* _INSTRUCTIONS FOR THE TASK_
Whichever lines include the word "return", copy them as they appear in the data.

Stored items
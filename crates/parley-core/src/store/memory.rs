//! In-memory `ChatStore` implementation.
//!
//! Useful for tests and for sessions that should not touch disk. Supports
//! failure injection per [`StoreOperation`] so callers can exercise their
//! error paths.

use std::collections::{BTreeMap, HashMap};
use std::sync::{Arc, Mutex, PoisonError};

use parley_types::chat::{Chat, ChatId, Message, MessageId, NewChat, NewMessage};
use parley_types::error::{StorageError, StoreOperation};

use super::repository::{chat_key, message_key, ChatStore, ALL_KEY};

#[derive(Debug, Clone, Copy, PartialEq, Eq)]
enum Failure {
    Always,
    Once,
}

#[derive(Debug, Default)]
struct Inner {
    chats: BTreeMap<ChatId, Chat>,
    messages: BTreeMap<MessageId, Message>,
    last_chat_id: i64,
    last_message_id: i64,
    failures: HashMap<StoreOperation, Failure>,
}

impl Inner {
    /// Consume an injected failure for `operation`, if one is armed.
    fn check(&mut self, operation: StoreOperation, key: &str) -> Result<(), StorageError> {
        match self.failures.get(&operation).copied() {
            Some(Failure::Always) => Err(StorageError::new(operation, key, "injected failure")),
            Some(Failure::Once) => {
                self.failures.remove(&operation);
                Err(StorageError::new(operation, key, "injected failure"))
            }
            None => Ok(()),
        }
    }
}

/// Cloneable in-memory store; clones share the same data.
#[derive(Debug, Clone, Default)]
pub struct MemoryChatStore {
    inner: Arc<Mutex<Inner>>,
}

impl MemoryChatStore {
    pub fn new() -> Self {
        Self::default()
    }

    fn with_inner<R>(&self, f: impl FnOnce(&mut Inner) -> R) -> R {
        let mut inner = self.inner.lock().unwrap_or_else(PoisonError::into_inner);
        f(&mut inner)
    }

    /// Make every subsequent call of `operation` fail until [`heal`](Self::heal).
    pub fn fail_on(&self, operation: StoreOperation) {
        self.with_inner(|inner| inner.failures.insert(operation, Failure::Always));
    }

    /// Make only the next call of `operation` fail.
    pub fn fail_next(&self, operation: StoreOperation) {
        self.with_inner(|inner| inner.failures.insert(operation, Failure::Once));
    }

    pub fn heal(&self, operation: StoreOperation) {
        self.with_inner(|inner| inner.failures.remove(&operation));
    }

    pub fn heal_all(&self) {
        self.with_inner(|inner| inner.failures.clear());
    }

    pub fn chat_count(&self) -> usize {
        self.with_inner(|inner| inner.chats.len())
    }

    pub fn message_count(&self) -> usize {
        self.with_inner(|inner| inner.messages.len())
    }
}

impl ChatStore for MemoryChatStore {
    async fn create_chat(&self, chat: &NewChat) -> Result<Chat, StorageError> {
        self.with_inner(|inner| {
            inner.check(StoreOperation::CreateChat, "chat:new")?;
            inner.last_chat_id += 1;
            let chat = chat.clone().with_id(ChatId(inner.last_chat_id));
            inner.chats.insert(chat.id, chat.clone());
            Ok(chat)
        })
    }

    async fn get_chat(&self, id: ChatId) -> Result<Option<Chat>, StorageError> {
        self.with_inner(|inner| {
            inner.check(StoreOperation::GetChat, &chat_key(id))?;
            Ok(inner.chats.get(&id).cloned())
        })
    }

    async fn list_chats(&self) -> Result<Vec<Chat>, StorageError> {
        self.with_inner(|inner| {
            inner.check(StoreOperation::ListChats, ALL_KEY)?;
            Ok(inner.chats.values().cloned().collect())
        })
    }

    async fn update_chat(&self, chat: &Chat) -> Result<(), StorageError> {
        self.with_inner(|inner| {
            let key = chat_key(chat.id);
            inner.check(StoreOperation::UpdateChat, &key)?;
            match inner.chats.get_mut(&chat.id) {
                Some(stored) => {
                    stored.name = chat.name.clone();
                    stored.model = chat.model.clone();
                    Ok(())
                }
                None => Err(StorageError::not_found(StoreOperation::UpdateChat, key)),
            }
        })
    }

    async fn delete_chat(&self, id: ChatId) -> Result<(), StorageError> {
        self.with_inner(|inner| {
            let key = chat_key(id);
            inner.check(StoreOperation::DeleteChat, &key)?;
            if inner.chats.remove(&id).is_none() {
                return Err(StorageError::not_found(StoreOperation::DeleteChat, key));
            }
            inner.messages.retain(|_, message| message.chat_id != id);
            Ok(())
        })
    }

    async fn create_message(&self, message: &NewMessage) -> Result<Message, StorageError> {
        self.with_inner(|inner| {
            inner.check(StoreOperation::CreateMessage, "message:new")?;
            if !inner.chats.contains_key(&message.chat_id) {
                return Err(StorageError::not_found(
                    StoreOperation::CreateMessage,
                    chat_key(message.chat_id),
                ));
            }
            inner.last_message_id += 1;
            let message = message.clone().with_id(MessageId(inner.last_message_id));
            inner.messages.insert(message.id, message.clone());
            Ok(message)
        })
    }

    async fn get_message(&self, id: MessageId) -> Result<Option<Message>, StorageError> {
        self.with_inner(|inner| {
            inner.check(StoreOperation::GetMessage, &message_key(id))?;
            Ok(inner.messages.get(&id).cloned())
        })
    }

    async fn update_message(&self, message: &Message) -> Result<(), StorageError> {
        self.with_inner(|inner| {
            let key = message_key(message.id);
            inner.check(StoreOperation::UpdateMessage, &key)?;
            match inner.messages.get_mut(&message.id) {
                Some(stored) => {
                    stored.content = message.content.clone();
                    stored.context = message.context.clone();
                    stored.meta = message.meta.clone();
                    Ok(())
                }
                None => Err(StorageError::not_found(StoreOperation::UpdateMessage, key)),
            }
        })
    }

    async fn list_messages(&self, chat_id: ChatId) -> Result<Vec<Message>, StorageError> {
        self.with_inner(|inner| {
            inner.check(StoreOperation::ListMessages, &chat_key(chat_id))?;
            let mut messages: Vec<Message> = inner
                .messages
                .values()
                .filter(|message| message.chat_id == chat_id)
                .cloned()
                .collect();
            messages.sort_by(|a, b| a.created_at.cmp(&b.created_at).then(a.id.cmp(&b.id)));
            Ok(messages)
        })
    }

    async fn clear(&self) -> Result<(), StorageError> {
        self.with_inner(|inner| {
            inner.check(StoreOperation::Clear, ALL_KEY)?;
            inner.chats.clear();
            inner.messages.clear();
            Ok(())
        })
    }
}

* _PROBLEM SOLUTION_
                return Err(StorageError::not_found(StoreOperation::DeleteChat, key));
                return Err(StorageError::not_found(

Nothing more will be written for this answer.